Tenir une comptabilité n'est certes pas la priorité de l'éleveur, pour qui la vente de chiot est rarement l'activité principale. Au-delà du débat qui oppose les éleveurs " amateurs " des professionnels - une notion qui n'a aucun fondement juridique -, il vaut mieux distinguer les éleveurs " occasionnels " des producteurs " réguliers ". La loi du 06 janvier 1999 définit la notion d'élevage comme étant l'activité consistant à détenir des femelles reproductrices et à vendre plus d'une portée dans l'année. Outre les contraintes administratives imposées à l'éleveur tel qu'il est ainsi défini (inscription au SIREN, détention du " Certificat de capacité à l'élevage...), on peut imaginer aisément que la tolérance fiscale accordée le plus souvent aux éleveurs détenant moins de trois femelles risque bien d'évoluer, ou même d'être carrément supprimée. D'autant que les services fiscaux et la DGCCRF s'intéressent de plus en plus à cette activité.

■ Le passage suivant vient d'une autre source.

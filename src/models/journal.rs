use serde::{Deserialize, Serialize};

use crate::error::XeroError;

/// Status applied when the caller does not provide one
pub const DEFAULT_JOURNAL_STATUS: &str = "DRAFT";

// ==================================================================================================
// Inbound Models
// ==================================================================================================

/// Manual journal as submitted by callers
#[derive(Debug, Clone, Serialize, Deserialize)]
#[serde(rename_all = "camelCase")]
pub struct JournalRequest {
    #[serde(default, skip_serializing_if = "Option::is_none")]
    pub status: Option<String>,
    pub narration: String,
    #[serde(default, skip_serializing_if = "Option::is_none")]
    pub date: Option<String>,
    #[serde(alias = "lines")]
    pub journal_lines: Vec<JournalLineInput>,
}

#[derive(Debug, Clone, Serialize, Deserialize)]
#[serde(rename_all = "camelCase")]
pub struct JournalLineInput {
    pub account_code: String,
    pub amount: Amount,
    #[serde(default, skip_serializing_if = "Option::is_none")]
    pub description: Option<String>,
}

/// Line amount given either as a JSON number or as a string
#[derive(Debug, Clone, PartialEq, Serialize, Deserialize)]
#[serde(untagged)]
pub enum Amount {
    Number(f64),
    Text(String),
}

impl Amount {
    /// Numeric value sent to Xero; unparseable text becomes NaN
    pub fn line_amount(&self) -> f64 {
        match self {
            Amount::Number(n) => *n,
            Amount::Text(s) => parse_float(s),
        }
    }
}

impl From<f64> for Amount {
    fn from(n: f64) -> Self {
        Amount::Number(n)
    }
}

impl From<&str> for Amount {
    fn from(s: &str) -> Self {
        Amount::Text(s.to_string())
    }
}

impl JournalRequest {
    /// Map into the Xero manual journal wire format
    pub fn to_manual_journal(&self) -> ManualJournal {
        let status = self
            .status
            .as_deref()
            .filter(|s| !s.is_empty())
            .unwrap_or(DEFAULT_JOURNAL_STATUS)
            .to_string();

        ManualJournal {
            status,
            narration: self.narration.clone(),
            date: self.date.clone(),
            journal_lines: self
                .journal_lines
                .iter()
                .map(|line| ManualJournalLine {
                    account_code: line.account_code.clone(),
                    line_amount: line.amount.line_amount(),
                    description: line.description.clone(),
                })
                .collect(),
        }
    }
}

/// Decimal parse of the longest numeric prefix, after leading whitespace.
/// "12.50" -> 12.5, "3e2x" -> 300, "abc" -> NaN.
pub fn parse_float(input: &str) -> f64 {
    let s = input.trim_start();
    let bytes = s.as_bytes();
    let mut end = 0;

    if matches!(bytes.first(), Some(b'+') | Some(b'-')) {
        end = 1;
    }
    if s[end..].starts_with("Infinity") {
        return s[..end + "Infinity".len()].replace("Infinity", "inf").parse().unwrap_or(f64::NAN);
    }

    let digits_start = end;
    while end < bytes.len() && bytes[end].is_ascii_digit() {
        end += 1;
    }
    let mut mantissa_digits = end - digits_start;
    if end < bytes.len() && bytes[end] == b'.' {
        let frac_start = end + 1;
        let mut frac_end = frac_start;
        while frac_end < bytes.len() && bytes[frac_end].is_ascii_digit() {
            frac_end += 1;
        }
        mantissa_digits += frac_end - frac_start;
        end = frac_end;
    }
    if mantissa_digits == 0 {
        return f64::NAN;
    }

    // Exponent only counts when at least one digit follows
    if end < bytes.len() && (bytes[end] == b'e' || bytes[end] == b'E') {
        let mut exp_end = end + 1;
        if exp_end < bytes.len() && (bytes[exp_end] == b'+' || bytes[exp_end] == b'-') {
            exp_end += 1;
        }
        let exp_digits_start = exp_end;
        while exp_end < bytes.len() && bytes[exp_end].is_ascii_digit() {
            exp_end += 1;
        }
        if exp_end > exp_digits_start {
            end = exp_end;
        }
    }

    s[..end].parse().unwrap_or(f64::NAN)
}

// ==================================================================================================
// Xero Wire Models
// ==================================================================================================

#[derive(Debug, Clone, Serialize)]
#[serde(rename_all = "PascalCase")]
pub struct ManualJournals {
    pub manual_journals: Vec<ManualJournal>,
}

#[derive(Debug, Clone, Serialize)]
#[serde(rename_all = "PascalCase")]
pub struct ManualJournal {
    pub status: String,
    pub narration: String,
    #[serde(skip_serializing_if = "Option::is_none")]
    pub date: Option<String>,
    pub journal_lines: Vec<ManualJournalLine>,
}

#[derive(Debug, Clone, Serialize)]
#[serde(rename_all = "PascalCase")]
pub struct ManualJournalLine {
    pub account_code: String,
    /// NaN serializes as JSON null
    pub line_amount: f64,
    #[serde(skip_serializing_if = "Option::is_none")]
    pub description: Option<String>,
}

// ==================================================================================================
// Outcome Models
// ==================================================================================================

#[derive(Debug, Clone, PartialEq, Eq, Serialize, Deserialize)]
#[serde(rename_all = "camelCase")]
pub struct JournalSuccess {
    pub status_code: u16,
    pub message: String,
}

impl JournalSuccess {
    pub fn created() -> Self {
        Self {
            status_code: 200,
            message: "Successfully created journal.".to_string(),
        }
    }
}

/// Failure shaped like [`JournalSuccess`]; remote rejections keep the remote status
#[derive(Debug, Clone, PartialEq, Eq, Serialize, Deserialize)]
#[serde(rename_all = "camelCase")]
pub struct JournalFailure {
    pub status_code: u16,
    pub message: String,
}

impl From<XeroError> for JournalFailure {
    fn from(err: XeroError) -> Self {
        match err {
            XeroError::Api {
                status, message, ..
            } => Self {
                status_code: status,
                message,
            },
            other => Self {
                status_code: 500,
                message: other.to_string(),
            },
        }
    }
}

Choisir le bon régime fiscal, régler le problème de la TVA, maîtriser les règles pour limiter la fiscalisation de l'activité... des sujets complexes mais qui méritent de retenir l'attention de tous les éleveurs.
L'élevage de chiens est une activité agricole à part entière et comporte une fiscalité spécifique.
Toute activité correspondant à la maîtrise et à l'exploitation d'un cycle biologique de caractère végétal ou animal et constituant une ou plusieurs étapes nécessaires au déroulement de ce cycle est réputée agricole. La loi de décembre 1988 était claire sur ce principe. L'élevage de chiens rentre bien dans ce caractère de conduite d'un cycle biologique animal. De ce fait, les revenus tirés de l'élevage doivent être intégrés à l'ensemble des revenus du foyer fiscal de l'éleveur.
Déterminer et déclarer ses revenus
C'est le montant des recettes, le chiffre d'affaires, qui détermine le type d'imposition. Quatre régimes peuvent s'appliquer en fonction du montant du chiffre d'affaires moyen sur deux années consécutives.
Le chiffre d'affaires moyen : exemple
CA 1998 : 450 000 F, CA 1999 : 530 000 F.
Le CA moyen est de (450 000 + 530 000) /2 = 980 000 : 2 = 490 000 F. Dans ce cas, c'est le régime du bénéfice forfaitaire qui s'applique, sauf si l'on opte volontairement pour le régime réel. Si le CA 1998 avait été ne serait-ce que de 471 000F, c'est le régime du réel simplifié qui aurait été appliqué ((471 000 + 530 000)/2 = 1 001 000/2 = 500 500 F).
Pour déterminer le chiffre d'affaires, il faut prendre deux années consécutives, ces deux années peuvent être des années civiles (obligatoirement en cas d'imposition au forfait) ou toute autre date dans les autres cas.